◆ Supplied entries ◆
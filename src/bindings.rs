// JavaScript facade for the lobby and the games
//
// Every method takes `&self` so listeners may call back into the facade
// while an event is being delivered. Engine events are queued while the
// engine is borrowed and handed to JS listeners after the borrow ends.

use serde::Serialize;
use std::cell::{Cell, RefCell};
use std::collections::VecDeque;
use std::rc::Rc;
use wasm_bindgen::prelude::*;
use wasm_bindgen::JsCast;

use crate::chronicle::Chronicle;
use crate::config::EconomyConfig;
use crate::engine::Engine;
use crate::events::{EconomyEvent, EventKind};
use crate::store::{KeyValueStore, MemoryStore};
use crate::types::StatsDelta;
use crate::utils;

/// Wildcard event name for `on`
const ANY_EVENT: &str = "*";

struct JsListener {
    id: u32,
    kind: Option<EventKind>,
    callback: js_sys::Function,
}

struct Shared {
    engine: RefCell<Engine>,
    outbox: Rc<RefCell<VecDeque<EconomyEvent>>>,
    listeners: RefCell<Vec<JsListener>>,
    next_listener: Cell<u32>,
}

impl Shared {
    /// Deliver queued events to JS listeners, in publish order
    fn dispatch(&self) {
        loop {
            let Some(event) = self.outbox.borrow_mut().pop_front() else {
                break;
            };

            let kind = event.kind();
            let targets: Vec<js_sys::Function> = self
                .listeners
                .borrow()
                .iter()
                .filter(|l| l.kind.map_or(true, |k| k == kind))
                .map(|l| l.callback.clone())
                .collect();
            if targets.is_empty() {
                continue;
            }

            let payload = match to_js(&event) {
                Ok(payload) => payload,
                Err(e) => {
                    web_sys::console::error_2(&"GamblingDen: could not encode event".into(), &e);
                    continue;
                }
            };
            for callback in targets {
                if let Err(e) = callback.call1(&JsValue::NULL, &payload) {
                    web_sys::console::error_2(&"GamblingDen: listener threw".into(), &e);
                }
            }
        }
    }
}

/// Plain JS objects rather than `Map`s for the per-game counters
fn to_js<T: Serialize + ?Sized>(value: &T) -> Result<JsValue, JsValue> {
    value
        .serialize(&serde_wasm_bindgen::Serializer::json_compatible())
        .map_err(JsValue::from)
}

fn parse_config(config_json: Option<String>) -> Result<EconomyConfig, JsValue> {
    match config_json {
        Some(json) => Ok(EconomyConfig::from_json(&json)?),
        None => Ok(EconomyConfig::default()),
    }
}

#[cfg(target_arch = "wasm32")]
fn browser_store() -> Box<dyn KeyValueStore> {
    match crate::web_storage::LocalStorageStore::open() {
        Ok(store) => Box::new(store),
        Err(e) => {
            log::warn!("{}; progress will not be saved", e);
            Box::new(MemoryStore::new())
        }
    }
}

#[cfg(not(target_arch = "wasm32"))]
fn browser_store() -> Box<dyn KeyValueStore> {
    Box::new(MemoryStore::new())
}

/// Recurring time-achievement poll; cleared on drop
struct Interval {
    handle: i32,
    _tick: Closure<dyn FnMut()>,
}

impl Drop for Interval {
    fn drop(&mut self) {
        if let Some(window) = web_sys::window() {
            window.clear_interval_with_handle(self.handle);
        }
    }
}

/// Player economy engine for JavaScript
#[wasm_bindgen]
pub struct GamblingDen {
    shared: Rc<Shared>,
    snapshot: Option<Chronicle>,
    interval: RefCell<Option<Interval>>,
}

impl GamblingDen {
    fn build(config: EconomyConfig, store: Box<dyn KeyValueStore>, snapshot: Option<Chronicle>) -> Result<GamblingDen, JsValue> {
        let mut engine = Engine::new(config, store)?;

        let outbox = Rc::new(RefCell::new(VecDeque::new()));
        let sink = outbox.clone();
        engine.on_any(move |event| sink.borrow_mut().push_back(event.clone()));

        Ok(GamblingDen {
            shared: Rc::new(Shared {
                engine: RefCell::new(engine),
                outbox,
                listeners: RefCell::new(Vec::new()),
                next_listener: Cell::new(1),
            }),
            snapshot,
            interval: RefCell::new(None),
        })
    }

    /// Run `f` against the engine, then deliver whatever it published
    fn with_engine<T>(&self, f: impl FnOnce(&mut Engine) -> T) -> T {
        let result = f(&mut self.shared.engine.borrow_mut());
        self.shared.dispatch();
        result
    }

    fn read<T>(&self, f: impl FnOnce(&Engine) -> T) -> T {
        f(&self.shared.engine.borrow())
    }
}

#[wasm_bindgen]
impl GamblingDen {
    /// Engine persisted to `localStorage`
    #[wasm_bindgen(constructor)]
    pub fn new(config_json: Option<String>) -> Result<GamblingDen, JsValue> {
        GamblingDen::build(parse_config(config_json)?, browser_store(), None)
    }

    /// Engine persisted inside an Automerge document
    ///
    /// Pass a base64 snapshot from `exportSnapshot` to resume, or nothing to
    /// start fresh.
    #[wasm_bindgen(js_name = withSnapshot)]
    pub fn with_snapshot(snapshot: Option<String>, config_json: Option<String>) -> Result<GamblingDen, JsValue> {
        let chronicle = match snapshot {
            Some(base64) => Chronicle::load_from_base64(&base64)?,
            None => Chronicle::new(),
        };
        let store: Box<dyn KeyValueStore> = Box::new(chronicle.clone());
        GamblingDen::build(parse_config(config_json)?, store, Some(chronicle))
    }

    /// Base64 snapshot of every persisted key; undefined for `localStorage` engines
    #[wasm_bindgen(js_name = exportSnapshot)]
    pub fn export_snapshot(&self) -> Option<String> {
        self.snapshot.as_ref().map(Chronicle::save_to_base64)
    }

    // Ledger

    #[wasm_bindgen(js_name = getBalance)]
    pub fn get_balance(&self) -> f64 {
        self.read(Engine::balance)
    }

    #[wasm_bindgen(js_name = setBalance)]
    pub fn set_balance(&self, value: f64) -> f64 {
        self.with_engine(|e| e.set_balance(value))
    }

    #[wasm_bindgen(js_name = adjustBalance)]
    pub fn adjust_balance(&self, delta: f64) -> f64 {
        self.with_engine(|e| e.adjust_balance(delta))
    }

    #[wasm_bindgen(js_name = placeBet)]
    pub fn place_bet(&self, amount: f64) -> bool {
        self.with_engine(|e| e.place_bet(amount))
    }

    #[wasm_bindgen(js_name = creditWin)]
    pub fn credit_win(&self, amount: f64) {
        self.with_engine(|e| e.credit_win(amount))
    }

    #[wasm_bindgen(js_name = resetBalance)]
    pub fn reset_balance(&self) {
        self.with_engine(Engine::reset_balance)
    }

    // Progression

    #[wasm_bindgen(js_name = getXP)]
    pub fn get_xp(&self) -> f64 {
        self.read(Engine::xp) as f64
    }

    #[wasm_bindgen(js_name = getLevel)]
    pub fn get_level(&self) -> u32 {
        self.read(Engine::level)
    }

    #[wasm_bindgen(js_name = getLevelProgress)]
    pub fn get_level_progress(&self) -> Result<JsValue, JsValue> {
        to_js(&self.read(Engine::level_progress))
    }

    #[wasm_bindgen(js_name = addXP)]
    pub fn add_xp(&self, amount: f64) {
        self.with_engine(|e| e.add_xp(amount))
    }

    // Achievements

    #[wasm_bindgen(js_name = checkAchievement)]
    pub fn check_achievement(&self, id: &str) -> bool {
        self.with_engine(|e| e.check_achievement(id))
    }

    #[wasm_bindgen(js_name = isAchievementUnlocked)]
    pub fn is_achievement_unlocked(&self, id: &str) -> bool {
        self.read(|e| e.is_achievement_unlocked(id))
    }

    #[wasm_bindgen(js_name = getUnlockedAchievements)]
    pub fn get_unlocked_achievements(&self) -> Vec<String> {
        self.read(|e| e.unlocked_achievements().to_vec())
    }

    #[wasm_bindgen(js_name = getAllAchievements)]
    pub fn get_all_achievements(&self) -> Result<JsValue, JsValue> {
        to_js(&self.read(Engine::all_achievements))
    }

    #[wasm_bindgen(js_name = checkTimeAchievements)]
    pub fn check_time_achievements(&self) {
        self.with_engine(Engine::check_time_achievements)
    }

    /// Poll the time-based achievements on the configured interval
    #[wasm_bindgen(js_name = startTimeChecks)]
    pub fn start_time_checks(&self) -> Result<(), JsValue> {
        if self.interval.borrow().is_some() {
            return Ok(());
        }
        let window = web_sys::window().ok_or_else(|| JsValue::from_str("no window object"))?;

        let shared = self.shared.clone();
        let tick = Closure::<dyn FnMut()>::new(move || {
            if let Ok(mut engine) = shared.engine.try_borrow_mut() {
                engine.poll_time_achievements();
            }
            shared.dispatch();
        });

        let secs = self.read(|e| e.config().time_check_interval_secs);
        let millis = secs.saturating_mul(1000).clamp(1, i32::MAX as i64) as i32;
        let handle = window
            .set_interval_with_callback_and_timeout_and_arguments_0(tick.as_ref().unchecked_ref(), millis)?;

        self.check_time_achievements();
        *self.interval.borrow_mut() = Some(Interval { handle, _tick: tick });
        Ok(())
    }

    #[wasm_bindgen(js_name = stopTimeChecks)]
    pub fn stop_time_checks(&self) {
        self.interval.borrow_mut().take();
    }

    // Statistics

    /// Apply a sparse `{totalWagered, totalWon, noWin, game}` delta
    #[wasm_bindgen(js_name = updateStats)]
    pub fn update_stats(&self, delta: JsValue) -> Result<(), JsValue> {
        let delta: StatsDelta = serde_wasm_bindgen::from_value(delta)?;
        self.with_engine(|e| e.update_stats(&delta));
        Ok(())
    }

    #[wasm_bindgen(js_name = getStats)]
    pub fn get_stats(&self) -> Result<JsValue, JsValue> {
        self.read(|e| to_js(e.stats()))
    }

    // Daily bonus

    #[wasm_bindgen(js_name = canClaimDailyBonus)]
    pub fn can_claim_daily_bonus(&self) -> bool {
        self.read(Engine::can_claim_daily_bonus)
    }

    /// `true` on success, `undefined` if already claimed today
    #[wasm_bindgen(js_name = claimDailyBonus)]
    pub fn claim_daily_bonus(&self) -> Option<bool> {
        self.with_engine(|e| e.claim_daily_bonus().map(|_| true))
    }

    /// `{index, prize, streak}`, or null if already claimed today
    #[wasm_bindgen(js_name = spinDailyWheel)]
    pub fn spin_daily_wheel(&self) -> Result<JsValue, JsValue> {
        match self.with_engine(Engine::spin_daily_wheel) {
            Some(outcome) => to_js(&outcome),
            None => Ok(JsValue::NULL),
        }
    }

    // Misc

    #[wasm_bindgen(js_name = randomInt)]
    pub fn random_int(&self, min: i32, max: i32) -> i32 {
        // Both bounds fit in i32 so the result does too
        self.with_engine(|e| e.random_int(min as i64, max as i64)) as i32
    }

    #[wasm_bindgen(js_name = isSoundEnabled)]
    pub fn is_sound_enabled(&self) -> bool {
        self.read(Engine::sound_enabled)
    }

    #[wasm_bindgen(js_name = setSoundEnabled)]
    pub fn set_sound_enabled(&self, enabled: bool) {
        self.with_engine(|e| e.set_sound_enabled(enabled))
    }

    /// Subscribe to an event by name (`"*"` for all); returns an id for `off`
    pub fn on(&self, event: &str, callback: js_sys::Function) -> Result<u32, JsValue> {
        let kind = if event == ANY_EVENT {
            None
        } else {
            let kind = EventKind::from_name(event)
                .ok_or_else(|| JsValue::from_str(&format!("unknown event: {}", event)))?;
            Some(kind)
        };

        let id = self.shared.next_listener.get();
        self.shared.next_listener.set(id.wrapping_add(1));
        self.shared
            .listeners
            .borrow_mut()
            .push(JsListener { id, kind, callback });
        Ok(id)
    }

    pub fn off(&self, id: u32) -> bool {
        let mut listeners = self.shared.listeners.borrow_mut();
        let before = listeners.len();
        listeners.retain(|l| l.id != id);
        listeners.len() != before
    }
}

#[wasm_bindgen(js_name = formatEuro)]
pub fn format_euro(n: f64) -> String {
    utils::format_euro(n)
}

#[wasm_bindgen(js_name = formatCompact)]
pub fn format_compact(n: f64) -> String {
    utils::format_compact(n)
}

◆ Exercise requirements ◆
Count the lines of the material that contain the word "match" and state the resulting number without further remark.

◆ Answer area ◆
5